In February 2002, the Appeal Court convicted traders of a criminal offence for selling loose foods in pounds and ounces. The key to understanding why this ruling is invalid lies in the fact that the arguments of the Prosecuting Counsel were not upheld.
Prosecuting Counsel, acting on behalf of Sunderland City Council, argued that, in passing the European Communities Act 1972 (ECA 1972), Britain had en-trenched EC law within the UK legal system and given it primacy over UK legislation. Thus, statutory in-struments passed under ECA 1972, requiring metric, took precedence over the Weights and Measures Act 1985 allowing lb/oz, even though the Weights and Measures Act 1985 (W&M 1985) was more recent. The High Court rejected this argument, saying that EC law could not take effect without UK statutes. Lord Justice Laws said in his judgment:
“The British Parliament…being sovereign, cannot abandon its sovereignty.

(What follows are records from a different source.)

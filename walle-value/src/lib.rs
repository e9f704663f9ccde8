pub mod builtin;
pub mod color;

pub use builtin::Builtin;
pub use color::Color;

use std::fmt;

/// The language's only non-string scalar. Remembers whether it was produced as an integer or
/// a boolean, but converts freely between both interpretations.
#[derive(Debug, Clone, Copy)]
pub enum IntOrBool {
    Int(i64),
    Bool(bool),
}

impl IntOrBool {
    /// Integer interpretation. `false` is `0` and `true` is `1`.
    pub fn as_int(self) -> i64 {
        match self {
            IntOrBool::Int(val) => val,
            IntOrBool::Bool(val) => val as i64,
        }
    }

    /// Boolean interpretation. Any non-zero integer is `true`.
    pub fn as_bool(self) -> bool {
        match self {
            IntOrBool::Int(val) => val != 0,
            IntOrBool::Bool(val) => val,
        }
    }
}

impl PartialEq for IntOrBool {
    fn eq(&self, other: &Self) -> bool {
        self.as_int() == other.as_int()
    }
}

impl Eq for IntOrBool {}

impl From<i64> for IntOrBool {
    fn from(val: i64) -> Self {
        IntOrBool::Int(val)
    }
}

impl From<bool> for IntOrBool {
    fn from(val: bool) -> Self {
        IntOrBool::Bool(val)
    }
}

impl fmt::Display for IntOrBool {
    fn fmt(&self, f: &mut fmt::Formatter<'_>) -> fmt::Result {
        match self {
            IntOrBool::Int(val) => write!(f, "{}", val),
            IntOrBool::Bool(val) => write!(f, "{}", val),
        }
    }
}

/// A runtime value.
#[derive(Debug, Clone, PartialEq, Eq)]
pub enum Value {
    IntOrBool(IntOrBool),
    Str(String),
}

impl Value {
    pub fn int(val: i64) -> Self {
        Value::IntOrBool(IntOrBool::Int(val))
    }

    pub fn bool(val: bool) -> Self {
        Value::IntOrBool(IntOrBool::Bool(val))
    }

    /// Returns the static type of the value.
    pub fn value_type(&self) -> ValueType {
        match self {
            Value::IntOrBool(_) => ValueType::IntOrBool,
            Value::Str(_) => ValueType::Str,
        }
    }

    /// Attempts to cast the `Value` into an [`IntOrBool`] or `None` if wrong type.
    pub fn cast_to_int_or_bool(&self) -> Option<IntOrBool> {
        match self {
            Value::IntOrBool(val) => Some(*val),
            Value::Str(_) => None,
        }
    }

    /// Attempts to cast the `Value` into a `&str` or `None` if wrong type.
    pub fn cast_to_str(&self) -> Option<&str> {
        match self {
            Value::Str(val) => Some(val),
            Value::IntOrBool(_) => None,
        }
    }
}

impl From<IntOrBool> for Value {
    fn from(val: IntOrBool) -> Self {
        Value::IntOrBool(val)
    }
}

impl From<String> for Value {
    fn from(val: String) -> Self {
        Value::Str(val)
    }
}

/// Textual form used by string concatenation: decimal integers, `true`/`false`, raw strings.
impl fmt::Display for Value {
    fn fmt(&self, f: &mut fmt::Formatter<'_>) -> fmt::Result {
        match self {
            Value::IntOrBool(val) => write!(f, "{}", val),
            Value::Str(val) => write!(f, "{}", val),
        }
    }
}

/// Static type of an expression as seen by the semantic checker.
#[derive(Debug, Clone, Copy, PartialEq, Eq, Hash)]
pub enum ValueType {
    IntOrBool,
    Str,
    /// Only statements are void. No expression should ever have this type.
    Void,
}

impl fmt::Display for ValueType {
    fn fmt(&self, f: &mut fmt::Formatter<'_>) -> fmt::Result {
        let name = match self {
            ValueType::IntOrBool => "IntOrBool",
            ValueType::Str => "String",
            ValueType::Void => "Void",
        };
        f.write_str(name)
    }
}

Accordingly, there are no circumstances in which… [EC law can be elevated] to a status within…English domestic law to which it could not aspire by any route of English law itself”.
The High Court also rejected Prosecuting Counsel’s argument that W&M 1985 did not allow for the use of imperial units. For instance, Prosecuting Counsel said that Section 1 of W&M 1985 was only a defining section and did not confer the right to use the pound and yard. It was also argued that Section 1 referred to the pound and yard only as “supplementary indications” (ie not authorised for use in trade). These notions were dismissed by the High Court which ruled that W&M 1985,
“…confirms the continuing legality of the use of the yard and the pound alongside that of the metre and kilogram, without predominance of either system”.
The High Court therefore recognised two key points: Britain’s membership of the EC did not lift ECA 1972 above later Acts, and that W&M 1985 provided for the use of lb/oz. The combination of these two points should have meant that the Appeal by Steven Thoburn and other traders was successful.
Why then were the convictions upheld? They were upheld because Lord Justice Laws created a “hierarchy of Acts”, whereby ECA 1972 was “constitutional” and W&M 1985 “ordinary”. He said that ECA 1972 therefore took precedence over W&M 1985, even though W&M 1985 was more recent. Lord Justice Laws said that the authority for a hierarchy of Acts lay in Britain’s own common law:
“We should recognise a hierarchy of Acts of Parliament: as it were “ordinary” statutes and “constitutional” statutes … Ordinary statutes may be impliedly repealed. Constitutional statutes may not … I think the test could only be met by express words in the later statute … A constitutional statute can only be repealed … by unambiguous words on the face of the later statute”.
In other words, Lord Justice Laws said that ECA 1972 could not be repealed by implication (that is, by ECA 1972 requiring metric and the W&M 1985 allowing lb/oz). For W&M 1985 to repeal any part of ECA 1972, he said, it must refer to ECA 1972 expressly in its text. He declared imperial units illegal because, although accepting the intention of W&M 1985 to legalise them, it did not refer to ECA 1972 by name.
Uncertainty in the legality of the metric regulations continues because none of the authorities cited by Lord Justice Laws for a “hierarchy of Acts” was ever discussed in Court, since they were not among the arguments presented by Prosecuting Counsel. Consequently, traders were deprived of making representations on the very point on which the case turned. Had the Defence Counsel been able to make submissions on these authorities, he could have pointed out that none of them dealt with a conflict between earlier and later statutes. Indeed, in one of them (Withim 1998), the presiding judge was none other than Lord Justice Laws himself, who said that there was “no hierarchy of rights in English Law”.
By ruling in the way that he did, Lord Justice Laws acted unconstitutionally, since the effect of his judgment is to displace Parliament’s will as the means of determining the law. According to Lord Justice Laws, it is no longer enough for Parliament to declare its intention in an Act (in this case, “the pound or kilogram shall be the unit of measurement”). Parliament’s intention now depends on the inclusion of a clause that might say, “…this repeals the metric provisions of ECA 1972”.
Under British constitutional law, such a clause is superfluous; of course new Acts repeal earlier Acts. It is not necessary for Acts to say that they are intended to be law; Acts are the law – and the most recent Act of Parliament on choice of units says the pound or the kilogram, the yard or the metre, shall be the units of measurement for use in the United Kingdom. Until Parliament passes a new Act to repeal or amend W&M 1985, BWMA says pounds and ounces remain lawful.